2. Multi-Variate Time Series Forecasting: The Multi-Variate Time Series Forecasting is a forecasting of time series where we utilize the predictors other than the series, also known as exogenous variables, in order to forecast.

In the following tutorial, we will understand the specific type of method known as ARIMA modeling.

Auto Regressive Integrated Moving Average, abbreviated as ARIMA, is an Algorithm for forecasting that is centered on the concept that the data in the previous values of the time series can alone be utilized in order to predict the future values.

Let us understand the ARIMA Models in detail.

An Introduction to ARIMA Models

ARIMA, abbreviated for 'Auto Regressive Integrated Moving Average', is a class of models that 'demonstrates' a given time series based on its previous values: its lags and the lagged errors in forecasting, so that equation can be utilized in order to forecast future values.

We can model any Time Series that are non-seasons exhibiting patterns and not a random white noise with ARIMA models.

There are three terms characterizing An ARIMA model:

p, q, and d

where,

• p = the order of the AR term
• q = the order of the MA term
• d = the number of differences required to make the time series stationary

If a Time Series has seasonal patterns, we have to insert seasonal periods, and it becomes SARIMA, short for 'Seasonal ARIMA'.

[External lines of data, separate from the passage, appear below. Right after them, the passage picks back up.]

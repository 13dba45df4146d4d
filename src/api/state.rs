use std::sync::Arc;

use crate::dashboard::Composer;

#[derive(Clone)]
pub struct AppState {
    pub composer: Arc<Composer>,
}

impl AppState {
    pub fn new(composer: Composer) -> Self {
        Self {
            composer: Arc::new(composer),
        }
    }
}
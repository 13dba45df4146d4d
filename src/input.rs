//! Loading dashboard input from files or stdin.

use std::io::Read;
use std::path::Path;

use thiserror::Error;
use tracing::{debug, warn};

use crate::dashboard::DashboardInput;

/// Path value that selects stdin.
pub const STDIN: &str = "-";

#[derive(Debug, Error)]
pub enum InputError {
    #[error("failed to read input from {path}: {source}")]
    Read {
        path: String,
        #[source]
        source: std::io::Error,
    },
    #[error("invalid dashboard input: {0}")]
    Decode(#[from] serde_json::Error),
}

/// Decode input JSON. Blank text, or JSON that is not an object, is treated
/// as an empty dashboard; only unparseable text is an error.
pub fn parse(text: &str) -> Result<DashboardInput, InputError> {
    if text.trim().is_empty() {
        return Ok(DashboardInput::default());
    }
    let value: serde_json::Value = serde_json::from_str(text)?;
    if !value.is_object() {
        warn!("dashboard input is not a JSON object, rendering an empty dashboard");
        return Ok(DashboardInput::default());
    }
    Ok(serde_json::from_value(value)?)
}

/// Read and decode input from `path`, or from stdin when `path` is `-`.
pub fn load(path: &str) -> Result<DashboardInput, InputError> {
    let text = if path == STDIN {
        let mut buf = String::new();
        std::io::stdin()
            .read_to_string(&mut buf)
            .map_err(|source| InputError::Read {
                path: "stdin".to_string(),
                source,
            })?;
        buf
    } else {
        std::fs::read_to_string(Path::new(path)).map_err(|source| InputError::Read {
            path: path.to_string(),
            source,
        })?
    };
    debug!(path, bytes = text.len(), "read dashboard input");
    parse(&text)
}

#[cfg(test)]
mod tests {
    use super::*;
    use std::io::Write;

    #[test]
    fn test_blank_input_is_empty_dashboard() {
        assert_eq!(parse("").unwrap(), DashboardInput::default());
        assert_eq!(parse("  \n").unwrap(), DashboardInput::default());
        assert_eq!(parse("{}").unwrap(), DashboardInput::default());
    }

    #[test]
    fn test_non_object_input_is_empty_dashboard() {
        assert_eq!(parse("[1, 2]").unwrap(), DashboardInput::default());
        assert_eq!(parse("null").unwrap(), DashboardInput::default());
        assert_eq!(parse("\"text\"").unwrap(), DashboardInput::default());
    }

    #[test]
    fn test_malformed_json_is_decode_error() {
        let err = parse("{not json").unwrap_err();
        assert!(matches!(err, InputError::Decode(_)));
    }

    #[test]
    fn test_load_from_file() {
        let mut file = tempfile::NamedTempFile::new().unwrap();
        write!(
            file,
            r#"{{"anomalies": [{{"name": "a", "anomaly_type": "click_drop"}}]}}"#
        )
        .unwrap();
        let input = load(file.path().to_str().unwrap()).unwrap();
        assert_eq!(input.anomalies.len(), 1);
    }

    #[test]
    fn test_missing_file_is_read_error() {
        let err = load("/definitely/not/here.json").unwrap_err();
        assert!(matches!(err, InputError::Read { .. }));
        assert!(err.to_string().contains("/definitely/not/here.json"));
    }
}
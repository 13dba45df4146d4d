use crate::anomaly::{Anomaly, AnomalyKind};
use crate::series::ChartPoint;
use serde::Serialize;
use std::collections::HashSet;
use tracing::debug;

/// Marker styling bucket. Only spikes get the spike style; every other kind,
/// recognized or not, is drawn as a drop.
#[derive(Debug, Clone, Copy, PartialEq, Eq, Serialize)]
#[serde(rename_all = "lowercase")]
pub enum MarkerVariant {
    Spike,
    Drop,
}

impl MarkerVariant {
    pub fn for_kind(kind: &AnomalyKind) -> Self {
        if kind.is_spike() {
            MarkerVariant::Spike
        } else {
            MarkerVariant::Drop
        }
    }

    pub fn style(self) -> MarkerStyle {
        match self {
            MarkerVariant::Spike => MarkerStyle {
                stroke: "#fc8181",
                fill: "#feb2b2",
                ..MarkerStyle::BASE
            },
            MarkerVariant::Drop => MarkerStyle {
                stroke: "#4fd1c5",
                fill: "#9decf9",
                ..MarkerStyle::BASE
            },
        }
    }
}

/// Drawing attributes handed to the charting layer.
#[derive(Debug, Clone, Copy, PartialEq, Serialize)]
pub struct MarkerStyle {
    pub stroke: &'static str,
    pub fill: &'static str,
    pub radius: u32,
    pub stroke_width: u32,
    pub in_front: bool,
}

impl MarkerStyle {
    const BASE: MarkerStyle = MarkerStyle {
        stroke: "",
        fill: "",
        radius: 8,
        stroke_width: 3,
        in_front: true,
    };
}

/// A point annotation flagging one anomaly on the series.
#[derive(Debug, Clone, PartialEq, Serialize)]
pub struct OverlayMarker {
    /// Bucket key, matched by the charting layer against the series' `hour`.
    pub x: String,
    pub y: f64,
    pub variant: MarkerVariant,
    pub label: String,
    pub style: MarkerStyle,
}

impl OverlayMarker {
    pub fn from_anomaly(anomaly: &Anomaly) -> Self {
        let variant = MarkerVariant::for_kind(&anomaly.anomaly_type);
        Self {
            x: anomaly.bucket_key(),
            y: anomaly.clicks.unwrap_or(0.0),
            variant,
            label: anomaly.name.clone(),
            style: variant.style(),
        }
    }

    /// Whether this marker's key exists in the series' x-domain.
    pub fn aligns_with(&self, points: &[ChartPoint]) -> bool {
        points.iter().any(|p| p.key() == self.x)
    }
}

/// Associates anomalies with the series points they are drawn over.
pub struct SeriesCorrelator;

impl SeriesCorrelator {
    /// One marker per anomaly, in input order. Missing data never drops a
    /// marker: an absent hour yields the empty key and absent clicks yield 0.
    ///
    /// Markers whose key is not in the series still get emitted; the charting
    /// layer will fail to place them, so they are only counted for logging.
    pub fn place_overlays(points: &[ChartPoint], anomalies: &[Anomaly]) -> Vec<OverlayMarker> {
        let markers: Vec<OverlayMarker> = anomalies.iter().map(OverlayMarker::from_anomaly).collect();

        let domain: HashSet<String> = points.iter().map(ChartPoint::key).collect();
        let unaligned = markers
            .iter()
            .filter(|m| !domain.contains(&m.x))
            .count();
        if unaligned > 0 {
            debug!(
                unaligned,
                markers = markers.len(),
                "overlay markers without a matching series bucket"
            );
        }

        markers
    }
}
//! API layer -- axum routes, handlers, and middleware.

mod routes;
pub mod state;

use self::state::AppState;
use axum::Router;
use tower_http::cors::CorsLayer;
use tower_http::trace::TraceLayer;

/// Build the application router with all API routes.
pub fn router(state: AppState) -> Router {
    Router::new()
        .nest("/api/v1", routes::api_routes())
        .fallback(fallback)
        .layer(TraceLayer::new_for_http())
        .layer(CorsLayer::permissive())
        .with_state(state)
}

async fn fallback() -> (axum::http::StatusCode, &'static str) {
    (axum::http::StatusCode::NOT_FOUND, "not found")
}
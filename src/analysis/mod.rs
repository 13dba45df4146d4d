//! Summary statistics and overlay placement over anomaly records.

pub mod aggregator;
pub mod correlation;

pub use self::aggregator::{PartialStats, Stats, StatsAggregator};
pub use self::correlation::{MarkerStyle, MarkerVariant, OverlayMarker, SeriesCorrelator};
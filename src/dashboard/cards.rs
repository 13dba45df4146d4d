//! Summary cards shown above the chart.

use serde::Serialize;

use crate::analysis::Stats;

#[derive(Debug, Clone, Copy, PartialEq, Eq, Serialize)]
#[serde(rename_all = "lowercase")]
pub enum CardKind {
    Total,
    Spikes,
    Drops,
}

impl CardKind {
    pub fn label(self) -> &'static str {
        match self {
            CardKind::Total => "Total anomalies",
            CardKind::Spikes => "Spikes",
            CardKind::Drops => "Drops",
        }
    }
}

/// One numeric card. `max_deviation` deliberately has no card.
#[derive(Debug, Clone, PartialEq, Serialize)]
pub struct SummaryCard {
    pub kind: CardKind,
    pub label: String,
    pub value: u64,
}

impl SummaryCard {
    /// The three cards, in display order: total, spikes, drops.
    pub fn from_stats(stats: &Stats) -> Vec<SummaryCard> {
        [
            (CardKind::Total, stats.total),
            (CardKind::Spikes, stats.spike_count),
            (CardKind::Drops, stats.drop_count),
        ]
        .into_iter()
        .map(|(kind, value)| SummaryCard {
            kind,
            label: kind.label().to_string(),
            value,
        })
        .collect()
    }
}

#[cfg(test)]
mod tests {
    use super::*;

    #[test]
    fn test_three_cards_in_order() {
        let stats = Stats {
            total: 9,
            spike_count: 4,
            drop_count: 2,
            max_deviation: 12.5,
        };
        let cards = SummaryCard::from_stats(&stats);
        let kinds: Vec<CardKind> = cards.iter().map(|c| c.kind).collect();
        assert_eq!(kinds, vec![CardKind::Total, CardKind::Spikes, CardKind::Drops]);
        let values: Vec<u64> = cards.iter().map(|c| c.value).collect();
        assert_eq!(values, vec![9, 4, 2]);
        assert_eq!(cards[0].label, "Total anomalies");
    }
}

Now, before understanding "the order of AR term", let us discuss 'd' term.

What are 'p', 'q', and 'd' in the ARIMA model?

The primary step is to make the time series stationary in order to build an ARIMA model. This is because the term 'Auto Regressive' in ARIMA implies a Linear Regression Model using its lags as predictors. And as we already know, Linear Regression Models work well for independent and non-correlated predictors.

In order to make a series stationary, we will utilize the most common approach that is to subtract the past value from the present value. Sometimes, depending on the series complexity, multiple subtractions may be required.

Therefore, the value of d is the minimum number of subtractions required to make the series stationary. And if the time series is already stationary, thus d becomes 0.

Now, let us understand the terms 'p' and 'q'.

The 'p' is the order of the 'AR' (Auto-Regressive) term, which means that the number of lags of Y to be utilized as predictors. At the same time, 'q' is the order of the 'MA' (Moving Average) term, which means that the number of lagged forecast errors should be used in the ARIMA Model.

Now, let us understand what 'AR' and 'MA' models are in detail.

Understanding Auto-Regressive (AR) and Moving Average (MA) Models

In the following section, we will discuss the AR and MA models and the actual mathematical formula for these models.

A Pure AR (Auto-Regressive only) Model is a model which relies only on its own lags. Hence, we can also conclude that it is a function of the 'lags of Y_t'

where, Y_t-1 is the lag1 of the series. β₁ is the coefficient of lag1 and is the term of intercept that is calculated by the model.

Similarly, a Pure MA (Moving Average only) model is a model where Y_t relies only on the lagged predicted errors.

Where, the error terms are the AR models errors of the corresponding lags. The errors ϵ_t and ϵ_t-1 are the errors from the equations given below:

Thus, we have concluded Auto-Regressive (AR) and Moving Average (MA) models, respectively.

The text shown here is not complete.